Edinburgh, 1911: When Maud McIntyre and her lady’s maid, Daisy, form a detective agency, they never dream their first case will take place at a glamorous house in the Scottish Highlands. But when the Duchess of Duddingston, concerned that a notorious jewellery thief will target her lavish weekend party, employs Maud to go undercover as a guest to find the culprit, the agency has its first case to solve…
Undercover with Daisy as her maid, Maud follows a trail of clues across the Duddingston House estate. And as she meets the weekend guests, she hopes one of them will reveal themselves as the jewellery thief. But when one of the house guests is discovered dead, Maud and Daisy realise they’re not only hunting precious gems, but a murderer…
As Maud and Daisy investigate, they realise that a connection in Edinburgh might hold a vital clue that will help them solve the case. Travelling back to the city, Maud hopes that what she and Daisy uncover will help them piece together the murder mystery at Duddingston House…
But when Maud receives a telephone call from the Duchess requesting urgent assistance, she realises that the murderer didn’t have just one victim in mind. Speeding down the drive to Duddingston House, Maud and Daisy hear gunshots ring out across the estate. Will they reach the Duchess in time to save her? And will they catch the murderer in the act?
The Scottish Ladies’ Detective Agency (Amazon) (US Audiobook) (UK Audiobook)

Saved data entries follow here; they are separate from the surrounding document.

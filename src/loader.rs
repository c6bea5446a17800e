use image::{DynamicImage, GenericImageView};
use image::imageops::FilterType;
use std::fs::File;
use std::io::BufReader;
use std::path::{Path, PathBuf};
use std::time::Instant;

use crate::error::LoadError;
use crate::files::{scan_catalog, ImageRef};

// ---------------------------------------------------------------------------
// Decoded image data, already scaled for the surface
// ---------------------------------------------------------------------------

pub struct DecodedImage {
    pub rgba_bytes: Vec<u8>,
    pub width: u32,
    pub height: u32,
}

impl DecodedImage {
    pub fn mem_size(&self) -> u64 {
        self.rgba_bytes.len() as u64
    }

    /// RGBA of the pixel at (x, y). Callers keep coordinates in bounds.
    pub fn pixel(&self, x: u32, y: u32) -> [u8; 4] {
        let i = (y as usize * self.width as usize + x as usize) * 4;
        [
            self.rgba_bytes[i],
            self.rgba_bytes[i + 1],
            self.rgba_bytes[i + 2],
            self.rgba_bytes[i + 3],
        ]
    }

    #[cfg(test)]
    pub fn solid(width: u32, height: u32, rgba: [u8; 4]) -> Self {
        Self {
            rgba_bytes: rgba.repeat((width * height) as usize),
            width,
            height,
        }
    }
}

/// Decode `path`, correct its EXIF orientation and scale it to fit
/// `max_w` x `max_h` keeping the aspect ratio.
pub fn decode_scaled(path: &Path, max_w: u32, max_h: u32) -> Result<DecodedImage, LoadError> {
    let start_time = Instant::now();
    let img = image::open(path).map_err(|source| LoadError::Decode {
        path: path.to_path_buf(),
        source,
    })?;
    let img = apply_orientation(img, read_orientation(path).unwrap_or(1));

    let scaled = img.resize(max_w.max(1), max_h.max(1), FilterType::Triangle);
    let rgba = scaled.to_rgba8();
    let (width, height) = rgba.dimensions();
    if width == 0 || height == 0 {
        return Err(LoadError::Empty {
            path: path.to_path_buf(),
        });
    }

    log::debug!(
        "Decoded {} ({}x{} -> {}x{}) in {:.0}ms",
        path.display(),
        img.width(),
        img.height(),
        width,
        height,
        start_time.elapsed().as_secs_f64() * 1000.0
    );
    Ok(DecodedImage {
        rgba_bytes: rgba.into_raw(),
        width,
        height,
    })
}

fn read_orientation(path: &Path) -> Option<u32> {
    let file = File::open(path).ok()?;
    let mut reader = BufReader::new(file);
    let exif = exif::Reader::new().read_from_container(&mut reader).ok()?;
    let field = exif.get_field(exif::Tag::Orientation, exif::In::PRIMARY)?;
    field.value.get_uint(0)
}

fn apply_orientation(img: DynamicImage, orientation: u32) -> DynamicImage {
    match orientation {
        2 => img.fliph(),
        3 => img.rotate180(),
        4 => img.flipv(),
        5 => img.rotate90().fliph(),
        6 => img.rotate90(),
        7 => img.rotate270().fliph(),
        8 => img.rotate270(),
        _ => img,
    }
}

// ---------------------------------------------------------------------------
// Where playback gets its images from
// ---------------------------------------------------------------------------

pub trait ImageSource {
    /// Current catalog, oldest first.
    fn scan(&self) -> Vec<ImageRef>;

    /// Load one image scaled to fit the given surface size.
    fn load(&self, path: &Path, max_w: u32, max_h: u32) -> Result<DecodedImage, LoadError>;
}

/// Images from a directory tree on disk.
pub struct DiskSource {
    root: PathBuf,
}

impl DiskSource {
    pub fn new(root: impl Into<PathBuf>) -> Self {
        Self { root: root.into() }
    }
}

impl ImageSource for DiskSource {
    fn scan(&self) -> Vec<ImageRef> {
        scan_catalog(&self.root)
    }

    fn load(&self, path: &Path, max_w: u32, max_h: u32) -> Result<DecodedImage, LoadError> {
        decode_scaled(path, max_w, max_h)
    }
}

The Scottish Ladies’ Detective Agency is a new cozy mystery series by Lydia Travers. Set in 1910, just months after King George V takes the throne, I found it an unexplored timeframe for a period book. The suffragists are clamoring for women’s right to vote, and Maud McIntyre is right there with them, along with her assistant, Daisy. They form a detective agency in Edinburgh and anxiously await their first case.
There’s been a rash of jewel thefts at country parties, and the Duchess of Duddington hires the agency to be on hand at her weekend soiree to make sure a theft doesn’t happen, and hopefully catch whomever is targeting Scotland’s elite society.
Daisy and Maud work on the case for about 30% of the book, dealing with the theft of some jewels despite their best efforts, and a murder to boot. They compile the clues and find the culprit amongst the guests. I was surprised to see that their case was finished, but as the reader finds out, and as Maud surmises, there’s more to the case than what one sees at first glance.
Several other cases are handled by the McIntyre Agency, and it turns out that some of the cases intersect with others. Maud and Daisy go undercover in several cases, and the descriptions of their costumes are so vivid, I could just see them as male members of the clergy or as a flower salesgirl. Indeed, the descriptions of the settings and what people are eating or wearing help add to the depth of the novel.
This is a promising start to a cozy mystery series and I’m glad I was asked on the Book Tour for The Scottish Ladies’ Detective Agency. Stay tuned next month when I review volume 2 in the series. Highly recommend!
I received a copy of this book from NetGalley and Bookouture in exchange for an honest review; all opinions expressed are my own.
Lydia Travers was born in London. She moved progressively north until settling with her husband in a village on the edge of the Scottish Highlands. She has raised children, bred dogs and kept chickens; and for as long as she can remember has written for pleasure. A former legal academic and practitioner with a PhD in criminology, she now runs self-catering holiday accommodation, sings in a local choir and is walked daily by the family dog.
Lydia also writes as Linda Tyler and her first novel under that name, Revenge of the Spanish Princess, won a 2018 Romance Writers of America competition for the beginning of an historical romance. Her second novel The Laird’s Secret was Commended in the 2021 Scottish Association of Writers’ Pitlochry Quaich competition for the beginning of a romantic novel. Mischief in Midlothian won the 2022 Scottish Association of Writers’ Constable Silver Stag trophy. She has had a number of short stories published in magazines, journals and anthologies in the UK, the USA and Australia.